Segment Start: Material for the task

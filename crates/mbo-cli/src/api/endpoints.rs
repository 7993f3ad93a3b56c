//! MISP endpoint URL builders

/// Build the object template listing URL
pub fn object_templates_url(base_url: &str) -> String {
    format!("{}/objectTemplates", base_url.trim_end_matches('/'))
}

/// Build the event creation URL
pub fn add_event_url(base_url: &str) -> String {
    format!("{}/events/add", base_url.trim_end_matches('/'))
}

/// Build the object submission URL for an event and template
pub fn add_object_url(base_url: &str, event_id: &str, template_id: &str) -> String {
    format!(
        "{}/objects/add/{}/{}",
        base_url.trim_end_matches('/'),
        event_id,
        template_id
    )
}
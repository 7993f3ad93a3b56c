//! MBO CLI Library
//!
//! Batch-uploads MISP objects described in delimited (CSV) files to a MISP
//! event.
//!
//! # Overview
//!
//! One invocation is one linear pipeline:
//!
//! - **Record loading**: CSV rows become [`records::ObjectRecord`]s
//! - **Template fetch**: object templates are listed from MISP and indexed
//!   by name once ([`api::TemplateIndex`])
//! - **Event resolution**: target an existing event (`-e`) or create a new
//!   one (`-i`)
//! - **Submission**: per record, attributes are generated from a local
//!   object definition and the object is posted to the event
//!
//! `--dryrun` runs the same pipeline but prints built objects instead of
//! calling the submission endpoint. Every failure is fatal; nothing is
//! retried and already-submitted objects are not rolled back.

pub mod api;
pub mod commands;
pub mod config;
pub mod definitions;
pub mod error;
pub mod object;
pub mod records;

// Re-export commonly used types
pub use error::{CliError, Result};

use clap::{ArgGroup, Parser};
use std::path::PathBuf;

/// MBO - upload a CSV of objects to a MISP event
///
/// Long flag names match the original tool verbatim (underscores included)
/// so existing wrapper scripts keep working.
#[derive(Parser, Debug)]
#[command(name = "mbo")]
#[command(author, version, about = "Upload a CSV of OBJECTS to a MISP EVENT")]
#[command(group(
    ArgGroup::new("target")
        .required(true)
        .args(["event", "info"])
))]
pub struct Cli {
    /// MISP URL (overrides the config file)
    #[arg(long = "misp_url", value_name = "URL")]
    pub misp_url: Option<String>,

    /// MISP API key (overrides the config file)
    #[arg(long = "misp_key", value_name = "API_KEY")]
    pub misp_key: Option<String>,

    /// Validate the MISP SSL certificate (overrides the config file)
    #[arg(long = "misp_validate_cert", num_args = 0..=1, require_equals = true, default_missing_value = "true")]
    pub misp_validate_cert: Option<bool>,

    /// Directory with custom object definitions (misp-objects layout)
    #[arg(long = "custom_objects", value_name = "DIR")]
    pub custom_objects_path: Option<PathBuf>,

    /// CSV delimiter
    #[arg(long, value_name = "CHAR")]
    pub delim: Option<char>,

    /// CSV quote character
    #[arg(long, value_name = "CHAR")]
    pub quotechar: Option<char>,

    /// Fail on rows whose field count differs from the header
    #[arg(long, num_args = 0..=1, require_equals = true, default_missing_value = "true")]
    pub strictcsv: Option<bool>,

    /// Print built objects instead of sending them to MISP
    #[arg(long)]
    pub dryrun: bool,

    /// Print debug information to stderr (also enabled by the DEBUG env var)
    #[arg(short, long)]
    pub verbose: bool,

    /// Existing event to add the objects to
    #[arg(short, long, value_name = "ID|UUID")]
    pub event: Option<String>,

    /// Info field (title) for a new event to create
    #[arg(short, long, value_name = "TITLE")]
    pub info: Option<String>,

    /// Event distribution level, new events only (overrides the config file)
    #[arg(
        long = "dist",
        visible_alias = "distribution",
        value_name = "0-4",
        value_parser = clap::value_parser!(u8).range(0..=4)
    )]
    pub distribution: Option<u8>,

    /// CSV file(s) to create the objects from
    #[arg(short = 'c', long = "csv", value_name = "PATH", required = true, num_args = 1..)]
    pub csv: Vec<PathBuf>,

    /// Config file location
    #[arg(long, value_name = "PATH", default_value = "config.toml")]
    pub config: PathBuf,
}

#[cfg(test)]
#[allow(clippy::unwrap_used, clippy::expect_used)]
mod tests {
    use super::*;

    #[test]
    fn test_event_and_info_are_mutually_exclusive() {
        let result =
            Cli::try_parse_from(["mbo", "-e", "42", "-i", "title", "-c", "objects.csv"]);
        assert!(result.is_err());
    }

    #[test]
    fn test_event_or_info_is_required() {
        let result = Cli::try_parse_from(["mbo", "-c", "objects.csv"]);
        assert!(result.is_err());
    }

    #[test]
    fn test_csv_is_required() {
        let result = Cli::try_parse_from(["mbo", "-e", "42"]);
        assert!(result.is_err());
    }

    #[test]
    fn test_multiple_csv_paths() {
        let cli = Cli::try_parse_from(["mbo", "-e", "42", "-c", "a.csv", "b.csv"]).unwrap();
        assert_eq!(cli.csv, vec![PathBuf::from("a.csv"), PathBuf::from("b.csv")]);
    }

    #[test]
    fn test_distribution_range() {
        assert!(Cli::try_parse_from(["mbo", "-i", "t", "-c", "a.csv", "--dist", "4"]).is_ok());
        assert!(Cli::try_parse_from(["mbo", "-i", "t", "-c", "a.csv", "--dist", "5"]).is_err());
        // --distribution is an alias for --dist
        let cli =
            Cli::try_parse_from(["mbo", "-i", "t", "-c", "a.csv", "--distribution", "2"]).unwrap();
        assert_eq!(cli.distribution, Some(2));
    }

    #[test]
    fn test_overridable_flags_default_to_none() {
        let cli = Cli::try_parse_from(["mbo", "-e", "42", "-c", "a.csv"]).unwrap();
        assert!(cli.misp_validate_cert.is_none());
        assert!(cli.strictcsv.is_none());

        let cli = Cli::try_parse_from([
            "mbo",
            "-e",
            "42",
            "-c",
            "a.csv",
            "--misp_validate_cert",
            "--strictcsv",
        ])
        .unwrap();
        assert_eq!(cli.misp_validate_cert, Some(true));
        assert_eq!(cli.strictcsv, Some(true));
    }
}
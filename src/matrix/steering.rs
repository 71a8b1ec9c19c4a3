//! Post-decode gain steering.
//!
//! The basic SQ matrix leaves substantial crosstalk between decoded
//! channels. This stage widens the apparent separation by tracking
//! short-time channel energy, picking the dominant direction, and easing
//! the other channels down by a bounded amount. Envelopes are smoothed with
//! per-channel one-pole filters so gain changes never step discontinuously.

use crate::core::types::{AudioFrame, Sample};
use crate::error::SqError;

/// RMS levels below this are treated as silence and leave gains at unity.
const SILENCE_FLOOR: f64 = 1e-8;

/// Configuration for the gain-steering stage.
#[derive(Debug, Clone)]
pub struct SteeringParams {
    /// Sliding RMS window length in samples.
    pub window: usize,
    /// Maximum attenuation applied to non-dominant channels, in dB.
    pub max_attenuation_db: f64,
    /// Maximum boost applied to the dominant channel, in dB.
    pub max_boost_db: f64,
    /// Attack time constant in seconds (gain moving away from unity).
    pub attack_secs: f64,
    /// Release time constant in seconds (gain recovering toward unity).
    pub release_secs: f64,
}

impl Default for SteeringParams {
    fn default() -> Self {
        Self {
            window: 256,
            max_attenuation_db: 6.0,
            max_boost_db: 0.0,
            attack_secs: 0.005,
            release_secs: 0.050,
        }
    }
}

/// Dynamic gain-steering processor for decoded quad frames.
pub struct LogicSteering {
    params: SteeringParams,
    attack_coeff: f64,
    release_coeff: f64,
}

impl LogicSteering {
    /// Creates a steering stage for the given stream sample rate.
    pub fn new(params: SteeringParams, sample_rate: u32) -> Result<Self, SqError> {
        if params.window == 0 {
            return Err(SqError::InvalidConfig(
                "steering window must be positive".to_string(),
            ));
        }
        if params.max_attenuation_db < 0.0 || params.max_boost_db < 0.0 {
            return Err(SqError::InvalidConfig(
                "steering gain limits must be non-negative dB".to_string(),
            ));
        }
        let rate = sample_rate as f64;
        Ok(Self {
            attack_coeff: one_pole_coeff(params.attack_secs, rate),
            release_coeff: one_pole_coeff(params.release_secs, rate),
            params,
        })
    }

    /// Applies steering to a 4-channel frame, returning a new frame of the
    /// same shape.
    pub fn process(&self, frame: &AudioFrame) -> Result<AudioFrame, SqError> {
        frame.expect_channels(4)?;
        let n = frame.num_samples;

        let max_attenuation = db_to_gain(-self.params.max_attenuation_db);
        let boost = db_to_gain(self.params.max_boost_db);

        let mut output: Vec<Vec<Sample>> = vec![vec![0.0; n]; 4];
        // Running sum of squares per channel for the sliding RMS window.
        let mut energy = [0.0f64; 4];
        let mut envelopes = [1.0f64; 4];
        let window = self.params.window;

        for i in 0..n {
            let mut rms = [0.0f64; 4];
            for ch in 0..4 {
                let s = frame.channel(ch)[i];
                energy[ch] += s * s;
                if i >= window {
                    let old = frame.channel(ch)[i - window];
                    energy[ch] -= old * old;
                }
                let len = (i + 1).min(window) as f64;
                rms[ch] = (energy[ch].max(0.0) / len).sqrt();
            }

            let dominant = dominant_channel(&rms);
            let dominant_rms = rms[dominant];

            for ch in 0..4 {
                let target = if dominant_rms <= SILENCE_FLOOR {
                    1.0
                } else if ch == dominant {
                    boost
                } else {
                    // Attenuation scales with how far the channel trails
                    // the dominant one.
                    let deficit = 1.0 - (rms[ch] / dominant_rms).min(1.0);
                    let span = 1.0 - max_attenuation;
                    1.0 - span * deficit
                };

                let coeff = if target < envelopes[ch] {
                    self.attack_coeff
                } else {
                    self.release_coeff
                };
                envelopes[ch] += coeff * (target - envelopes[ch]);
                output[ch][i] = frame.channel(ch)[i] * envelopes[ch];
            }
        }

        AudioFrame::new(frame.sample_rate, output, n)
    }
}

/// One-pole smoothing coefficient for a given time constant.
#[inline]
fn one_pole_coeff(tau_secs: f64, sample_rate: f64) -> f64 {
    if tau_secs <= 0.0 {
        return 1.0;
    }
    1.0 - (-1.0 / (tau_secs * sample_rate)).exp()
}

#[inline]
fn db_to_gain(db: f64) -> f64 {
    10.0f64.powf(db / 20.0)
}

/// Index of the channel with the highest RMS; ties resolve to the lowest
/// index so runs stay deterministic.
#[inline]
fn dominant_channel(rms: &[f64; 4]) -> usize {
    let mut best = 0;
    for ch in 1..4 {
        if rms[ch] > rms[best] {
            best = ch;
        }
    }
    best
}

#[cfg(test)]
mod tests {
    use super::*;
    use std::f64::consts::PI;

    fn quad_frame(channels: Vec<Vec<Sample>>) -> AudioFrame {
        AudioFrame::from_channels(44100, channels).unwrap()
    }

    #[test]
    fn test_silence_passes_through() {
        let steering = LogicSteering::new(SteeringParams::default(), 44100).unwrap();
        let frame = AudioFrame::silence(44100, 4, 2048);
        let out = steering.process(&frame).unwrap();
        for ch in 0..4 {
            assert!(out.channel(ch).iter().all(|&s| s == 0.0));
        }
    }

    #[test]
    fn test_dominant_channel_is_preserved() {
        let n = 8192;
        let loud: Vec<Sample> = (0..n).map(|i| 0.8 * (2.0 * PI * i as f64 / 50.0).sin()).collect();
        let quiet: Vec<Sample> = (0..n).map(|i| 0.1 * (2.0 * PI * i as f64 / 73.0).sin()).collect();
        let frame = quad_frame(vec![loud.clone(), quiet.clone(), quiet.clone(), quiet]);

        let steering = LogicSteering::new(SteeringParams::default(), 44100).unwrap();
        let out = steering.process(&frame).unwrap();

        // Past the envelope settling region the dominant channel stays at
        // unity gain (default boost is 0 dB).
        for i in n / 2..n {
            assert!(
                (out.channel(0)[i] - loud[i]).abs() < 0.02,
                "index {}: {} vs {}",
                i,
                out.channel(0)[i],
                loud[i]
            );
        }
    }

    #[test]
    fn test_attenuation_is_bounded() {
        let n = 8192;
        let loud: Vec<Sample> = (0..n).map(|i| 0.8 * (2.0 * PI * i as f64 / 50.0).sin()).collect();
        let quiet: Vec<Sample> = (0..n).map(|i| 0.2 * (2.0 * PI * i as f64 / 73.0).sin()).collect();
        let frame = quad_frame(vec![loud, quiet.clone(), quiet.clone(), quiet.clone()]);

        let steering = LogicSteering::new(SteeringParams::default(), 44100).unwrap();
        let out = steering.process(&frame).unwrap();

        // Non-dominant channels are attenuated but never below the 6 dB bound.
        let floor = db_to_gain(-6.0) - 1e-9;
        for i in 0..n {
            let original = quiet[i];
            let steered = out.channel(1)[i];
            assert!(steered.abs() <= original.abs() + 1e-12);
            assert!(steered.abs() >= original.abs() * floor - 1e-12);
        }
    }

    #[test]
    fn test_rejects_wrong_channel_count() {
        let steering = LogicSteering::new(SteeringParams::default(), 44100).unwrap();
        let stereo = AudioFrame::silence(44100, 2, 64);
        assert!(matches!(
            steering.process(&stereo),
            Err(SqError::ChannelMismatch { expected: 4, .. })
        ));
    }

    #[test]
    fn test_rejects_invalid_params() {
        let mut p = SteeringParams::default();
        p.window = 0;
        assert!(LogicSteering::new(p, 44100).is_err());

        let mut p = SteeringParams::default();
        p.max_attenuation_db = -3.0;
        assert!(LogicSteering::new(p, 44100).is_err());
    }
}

Segment End: Material for the task

** What is expected **
From the data above, reproduce word for word the lines running from the line with "alias for --dist" to the line with "Post-decode gain steering.", ends included.

** Expected output **
        // --distribution is an alias for --dist
        let cli =
            Cli::try_parse_from(["mbo", "-i", "t", "-c", "a.csv", "--distribution", "2"]).unwrap();
        assert_eq!(cli.distribution, Some(2));
    }

    #[test]
    fn test_overridable_flags_default_to_none() {
        let cli = Cli::try_parse_from(["mbo", "-e", "42", "-c", "a.csv"]).unwrap();
        assert!(cli.misp_validate_cert.is_none());
        assert!(cli.strictcsv.is_none());

        let cli = Cli::try_parse_from([
            "mbo",
            "-e",
            "42",
            "-c",
            "a.csv",
            "--misp_validate_cert",
            "--strictcsv",
        ])
        .unwrap();
        assert_eq!(cli.misp_validate_cert, Some(true));
        assert_eq!(cli.strictcsv, Some(true));
    }
}
filename src/matrix/steering.rs
repository 71a8b1ec9c19c4a3
//! Post-decode gain steering.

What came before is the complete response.